* _Activity_
List all lines of the data containing the word "static".

* _Material to process_
++++++++++

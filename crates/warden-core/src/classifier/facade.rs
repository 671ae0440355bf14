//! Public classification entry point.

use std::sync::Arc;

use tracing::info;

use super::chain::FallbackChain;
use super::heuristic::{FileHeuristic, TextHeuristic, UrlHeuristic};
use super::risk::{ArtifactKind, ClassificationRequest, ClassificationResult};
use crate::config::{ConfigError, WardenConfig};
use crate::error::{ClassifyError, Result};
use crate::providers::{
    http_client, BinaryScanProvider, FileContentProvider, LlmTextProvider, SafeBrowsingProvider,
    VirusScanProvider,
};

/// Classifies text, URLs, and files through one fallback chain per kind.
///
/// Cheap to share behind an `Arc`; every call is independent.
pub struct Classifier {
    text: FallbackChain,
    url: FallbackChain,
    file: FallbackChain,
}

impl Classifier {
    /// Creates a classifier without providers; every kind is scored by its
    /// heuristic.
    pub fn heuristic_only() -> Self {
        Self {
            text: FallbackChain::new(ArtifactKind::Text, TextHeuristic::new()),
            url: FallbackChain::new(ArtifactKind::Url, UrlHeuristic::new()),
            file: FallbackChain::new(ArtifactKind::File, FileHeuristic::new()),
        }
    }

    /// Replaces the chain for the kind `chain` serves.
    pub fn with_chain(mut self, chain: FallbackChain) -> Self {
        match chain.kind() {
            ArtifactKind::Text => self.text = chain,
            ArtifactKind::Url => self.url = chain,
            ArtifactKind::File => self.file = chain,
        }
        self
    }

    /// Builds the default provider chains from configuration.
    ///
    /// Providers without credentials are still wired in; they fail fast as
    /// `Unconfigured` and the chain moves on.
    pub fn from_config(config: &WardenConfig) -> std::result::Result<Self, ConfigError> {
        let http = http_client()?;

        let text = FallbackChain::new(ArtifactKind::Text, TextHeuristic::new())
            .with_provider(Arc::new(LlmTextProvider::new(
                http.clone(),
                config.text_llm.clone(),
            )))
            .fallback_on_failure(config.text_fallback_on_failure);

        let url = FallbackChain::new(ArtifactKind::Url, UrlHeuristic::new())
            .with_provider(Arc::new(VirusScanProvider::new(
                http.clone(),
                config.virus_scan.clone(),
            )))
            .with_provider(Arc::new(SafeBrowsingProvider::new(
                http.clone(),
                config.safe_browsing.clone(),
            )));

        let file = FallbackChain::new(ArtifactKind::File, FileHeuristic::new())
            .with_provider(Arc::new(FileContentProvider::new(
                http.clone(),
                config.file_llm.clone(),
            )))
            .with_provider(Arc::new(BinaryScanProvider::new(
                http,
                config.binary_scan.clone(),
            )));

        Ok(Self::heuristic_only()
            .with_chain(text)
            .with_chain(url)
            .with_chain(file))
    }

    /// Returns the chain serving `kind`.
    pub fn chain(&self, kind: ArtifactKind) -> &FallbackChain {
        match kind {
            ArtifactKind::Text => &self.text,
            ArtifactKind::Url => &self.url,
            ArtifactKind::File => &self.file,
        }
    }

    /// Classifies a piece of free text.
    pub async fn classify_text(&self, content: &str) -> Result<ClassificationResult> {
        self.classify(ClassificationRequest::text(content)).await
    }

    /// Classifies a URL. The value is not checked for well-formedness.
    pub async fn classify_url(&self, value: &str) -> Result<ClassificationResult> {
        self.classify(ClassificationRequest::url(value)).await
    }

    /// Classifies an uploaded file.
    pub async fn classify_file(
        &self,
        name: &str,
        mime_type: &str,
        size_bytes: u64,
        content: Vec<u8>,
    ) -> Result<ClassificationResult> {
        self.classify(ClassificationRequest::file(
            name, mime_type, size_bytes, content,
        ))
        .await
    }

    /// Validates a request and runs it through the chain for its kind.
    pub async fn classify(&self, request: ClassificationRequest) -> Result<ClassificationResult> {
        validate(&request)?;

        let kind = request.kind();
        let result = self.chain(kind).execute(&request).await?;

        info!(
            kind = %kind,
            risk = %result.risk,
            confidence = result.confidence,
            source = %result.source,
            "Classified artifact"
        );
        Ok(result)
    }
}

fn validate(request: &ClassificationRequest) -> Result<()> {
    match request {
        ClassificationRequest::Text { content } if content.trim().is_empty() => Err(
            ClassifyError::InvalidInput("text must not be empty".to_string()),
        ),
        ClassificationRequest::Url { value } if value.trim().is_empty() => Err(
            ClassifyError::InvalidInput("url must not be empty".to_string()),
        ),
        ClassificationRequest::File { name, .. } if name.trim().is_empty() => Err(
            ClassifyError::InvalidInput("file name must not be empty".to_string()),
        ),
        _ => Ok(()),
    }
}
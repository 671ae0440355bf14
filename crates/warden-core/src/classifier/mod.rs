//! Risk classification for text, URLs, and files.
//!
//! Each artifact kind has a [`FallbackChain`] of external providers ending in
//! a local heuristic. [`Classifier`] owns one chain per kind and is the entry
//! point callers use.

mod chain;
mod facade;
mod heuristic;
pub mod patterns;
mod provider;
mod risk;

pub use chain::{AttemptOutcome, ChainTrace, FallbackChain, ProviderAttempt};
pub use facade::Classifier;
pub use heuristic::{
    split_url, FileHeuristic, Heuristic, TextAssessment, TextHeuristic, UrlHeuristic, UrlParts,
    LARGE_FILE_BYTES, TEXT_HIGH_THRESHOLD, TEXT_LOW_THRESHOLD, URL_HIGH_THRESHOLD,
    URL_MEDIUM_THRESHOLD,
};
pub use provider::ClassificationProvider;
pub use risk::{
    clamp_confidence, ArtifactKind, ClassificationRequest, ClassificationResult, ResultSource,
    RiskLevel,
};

++++++++++

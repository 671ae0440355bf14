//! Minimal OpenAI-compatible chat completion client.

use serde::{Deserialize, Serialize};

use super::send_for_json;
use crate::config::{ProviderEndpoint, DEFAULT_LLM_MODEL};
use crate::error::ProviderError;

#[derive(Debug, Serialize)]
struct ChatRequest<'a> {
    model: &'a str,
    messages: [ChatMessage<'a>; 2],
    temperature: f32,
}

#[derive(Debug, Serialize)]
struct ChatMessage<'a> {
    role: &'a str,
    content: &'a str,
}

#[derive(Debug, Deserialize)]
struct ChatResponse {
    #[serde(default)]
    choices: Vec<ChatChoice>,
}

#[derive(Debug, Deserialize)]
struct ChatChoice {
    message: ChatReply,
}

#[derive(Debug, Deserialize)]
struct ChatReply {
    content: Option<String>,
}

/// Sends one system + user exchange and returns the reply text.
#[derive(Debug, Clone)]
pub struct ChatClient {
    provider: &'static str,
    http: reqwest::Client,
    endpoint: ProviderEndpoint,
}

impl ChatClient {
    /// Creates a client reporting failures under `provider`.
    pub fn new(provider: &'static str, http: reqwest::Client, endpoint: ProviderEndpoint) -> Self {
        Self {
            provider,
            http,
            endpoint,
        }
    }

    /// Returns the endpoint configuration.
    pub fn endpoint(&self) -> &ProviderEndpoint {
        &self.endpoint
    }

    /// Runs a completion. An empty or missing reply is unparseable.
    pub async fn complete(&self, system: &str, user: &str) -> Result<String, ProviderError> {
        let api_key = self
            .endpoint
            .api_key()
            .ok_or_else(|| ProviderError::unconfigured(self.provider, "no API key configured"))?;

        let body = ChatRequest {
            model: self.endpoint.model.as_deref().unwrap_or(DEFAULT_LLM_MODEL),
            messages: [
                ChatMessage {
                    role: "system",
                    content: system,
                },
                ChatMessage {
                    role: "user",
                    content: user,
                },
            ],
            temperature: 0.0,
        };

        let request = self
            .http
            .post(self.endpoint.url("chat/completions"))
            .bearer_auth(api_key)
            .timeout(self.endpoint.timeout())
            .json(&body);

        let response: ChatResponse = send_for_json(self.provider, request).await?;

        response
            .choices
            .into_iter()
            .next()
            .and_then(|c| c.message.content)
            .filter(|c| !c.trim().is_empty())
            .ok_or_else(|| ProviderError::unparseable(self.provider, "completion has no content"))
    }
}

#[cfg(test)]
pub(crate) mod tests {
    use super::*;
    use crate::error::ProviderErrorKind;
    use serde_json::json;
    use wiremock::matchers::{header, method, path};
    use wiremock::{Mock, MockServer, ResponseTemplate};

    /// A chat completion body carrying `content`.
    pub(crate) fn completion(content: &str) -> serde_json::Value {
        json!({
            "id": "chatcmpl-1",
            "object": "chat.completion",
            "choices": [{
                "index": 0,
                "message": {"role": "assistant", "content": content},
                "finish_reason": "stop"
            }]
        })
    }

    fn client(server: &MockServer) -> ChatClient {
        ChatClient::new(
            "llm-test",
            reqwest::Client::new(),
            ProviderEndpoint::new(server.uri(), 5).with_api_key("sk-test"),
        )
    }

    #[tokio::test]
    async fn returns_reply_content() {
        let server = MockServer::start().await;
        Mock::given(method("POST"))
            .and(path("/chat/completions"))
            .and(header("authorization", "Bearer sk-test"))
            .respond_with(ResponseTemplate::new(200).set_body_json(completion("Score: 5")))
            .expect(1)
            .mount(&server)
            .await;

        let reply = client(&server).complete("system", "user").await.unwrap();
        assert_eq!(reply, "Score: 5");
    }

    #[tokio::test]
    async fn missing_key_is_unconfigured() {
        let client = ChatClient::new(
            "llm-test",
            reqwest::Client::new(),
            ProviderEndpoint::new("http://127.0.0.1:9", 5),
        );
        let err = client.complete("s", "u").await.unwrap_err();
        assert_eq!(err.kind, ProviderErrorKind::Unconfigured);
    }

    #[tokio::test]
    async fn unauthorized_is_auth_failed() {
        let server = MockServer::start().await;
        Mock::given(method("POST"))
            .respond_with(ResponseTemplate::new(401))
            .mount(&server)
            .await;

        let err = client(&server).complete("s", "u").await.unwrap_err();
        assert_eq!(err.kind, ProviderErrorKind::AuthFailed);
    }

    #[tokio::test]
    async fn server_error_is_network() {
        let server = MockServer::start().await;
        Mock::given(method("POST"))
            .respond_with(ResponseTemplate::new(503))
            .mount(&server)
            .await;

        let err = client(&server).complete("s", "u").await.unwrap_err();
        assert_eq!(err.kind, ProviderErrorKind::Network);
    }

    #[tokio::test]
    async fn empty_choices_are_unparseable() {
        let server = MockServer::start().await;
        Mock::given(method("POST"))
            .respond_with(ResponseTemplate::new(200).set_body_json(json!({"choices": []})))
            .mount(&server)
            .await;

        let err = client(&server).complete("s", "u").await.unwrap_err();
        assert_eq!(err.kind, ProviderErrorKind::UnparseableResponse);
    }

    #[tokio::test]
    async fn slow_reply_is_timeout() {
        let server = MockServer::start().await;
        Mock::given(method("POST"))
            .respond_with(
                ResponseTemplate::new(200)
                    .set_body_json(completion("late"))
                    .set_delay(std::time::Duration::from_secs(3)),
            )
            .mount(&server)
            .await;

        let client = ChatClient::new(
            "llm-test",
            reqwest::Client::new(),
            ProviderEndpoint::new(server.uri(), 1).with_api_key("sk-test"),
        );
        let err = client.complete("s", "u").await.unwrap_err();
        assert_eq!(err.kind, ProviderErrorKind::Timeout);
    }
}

++++++++++

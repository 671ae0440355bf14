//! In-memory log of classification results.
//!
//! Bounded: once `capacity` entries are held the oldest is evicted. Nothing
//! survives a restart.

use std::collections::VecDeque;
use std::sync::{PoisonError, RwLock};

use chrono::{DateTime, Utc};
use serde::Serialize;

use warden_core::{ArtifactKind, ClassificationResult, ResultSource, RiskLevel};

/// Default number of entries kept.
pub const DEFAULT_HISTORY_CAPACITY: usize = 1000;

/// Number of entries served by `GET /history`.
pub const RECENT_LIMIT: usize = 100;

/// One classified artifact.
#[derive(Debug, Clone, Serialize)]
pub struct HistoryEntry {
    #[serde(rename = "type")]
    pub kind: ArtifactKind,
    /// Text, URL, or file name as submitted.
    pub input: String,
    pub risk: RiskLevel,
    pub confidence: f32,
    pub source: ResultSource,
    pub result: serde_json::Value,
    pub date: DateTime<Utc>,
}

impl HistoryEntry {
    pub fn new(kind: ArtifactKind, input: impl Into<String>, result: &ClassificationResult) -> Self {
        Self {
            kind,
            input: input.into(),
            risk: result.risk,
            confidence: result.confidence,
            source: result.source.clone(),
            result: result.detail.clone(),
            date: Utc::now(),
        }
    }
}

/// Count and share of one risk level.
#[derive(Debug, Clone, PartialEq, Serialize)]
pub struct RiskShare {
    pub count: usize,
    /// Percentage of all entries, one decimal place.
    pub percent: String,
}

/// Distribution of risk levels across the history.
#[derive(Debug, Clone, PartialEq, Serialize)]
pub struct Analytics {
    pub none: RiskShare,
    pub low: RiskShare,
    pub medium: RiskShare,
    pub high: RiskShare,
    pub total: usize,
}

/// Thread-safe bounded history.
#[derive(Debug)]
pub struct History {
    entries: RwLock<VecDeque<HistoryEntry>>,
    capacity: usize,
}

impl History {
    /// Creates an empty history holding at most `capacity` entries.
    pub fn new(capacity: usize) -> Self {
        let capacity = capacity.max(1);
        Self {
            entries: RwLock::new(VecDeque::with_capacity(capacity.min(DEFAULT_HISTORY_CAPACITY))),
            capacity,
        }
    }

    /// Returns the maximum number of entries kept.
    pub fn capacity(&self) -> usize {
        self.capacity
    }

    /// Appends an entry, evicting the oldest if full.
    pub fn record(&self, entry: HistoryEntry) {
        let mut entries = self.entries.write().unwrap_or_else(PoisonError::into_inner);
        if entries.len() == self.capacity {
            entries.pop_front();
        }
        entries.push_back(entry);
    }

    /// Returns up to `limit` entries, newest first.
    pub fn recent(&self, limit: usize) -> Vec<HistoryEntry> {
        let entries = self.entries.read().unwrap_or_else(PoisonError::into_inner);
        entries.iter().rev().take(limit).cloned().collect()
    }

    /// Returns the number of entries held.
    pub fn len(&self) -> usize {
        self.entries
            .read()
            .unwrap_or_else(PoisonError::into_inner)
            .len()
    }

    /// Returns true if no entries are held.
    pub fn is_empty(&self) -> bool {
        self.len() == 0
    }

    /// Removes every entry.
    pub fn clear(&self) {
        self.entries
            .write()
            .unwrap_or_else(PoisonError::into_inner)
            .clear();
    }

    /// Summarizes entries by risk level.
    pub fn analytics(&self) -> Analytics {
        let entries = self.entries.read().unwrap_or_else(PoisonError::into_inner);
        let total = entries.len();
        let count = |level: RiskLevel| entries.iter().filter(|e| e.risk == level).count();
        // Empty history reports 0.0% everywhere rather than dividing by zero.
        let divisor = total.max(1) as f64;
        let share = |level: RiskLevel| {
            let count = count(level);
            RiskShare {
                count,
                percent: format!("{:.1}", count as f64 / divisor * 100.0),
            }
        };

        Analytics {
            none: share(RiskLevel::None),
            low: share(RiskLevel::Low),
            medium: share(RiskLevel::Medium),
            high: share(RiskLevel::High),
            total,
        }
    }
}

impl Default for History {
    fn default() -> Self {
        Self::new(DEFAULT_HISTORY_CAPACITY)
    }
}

++++++++++

* _Finished exercise_
    provider: &'static str,
    pub fn new(provider: &'static str, http: reqwest::Client, endpoint: ProviderEndpoint) -> Self {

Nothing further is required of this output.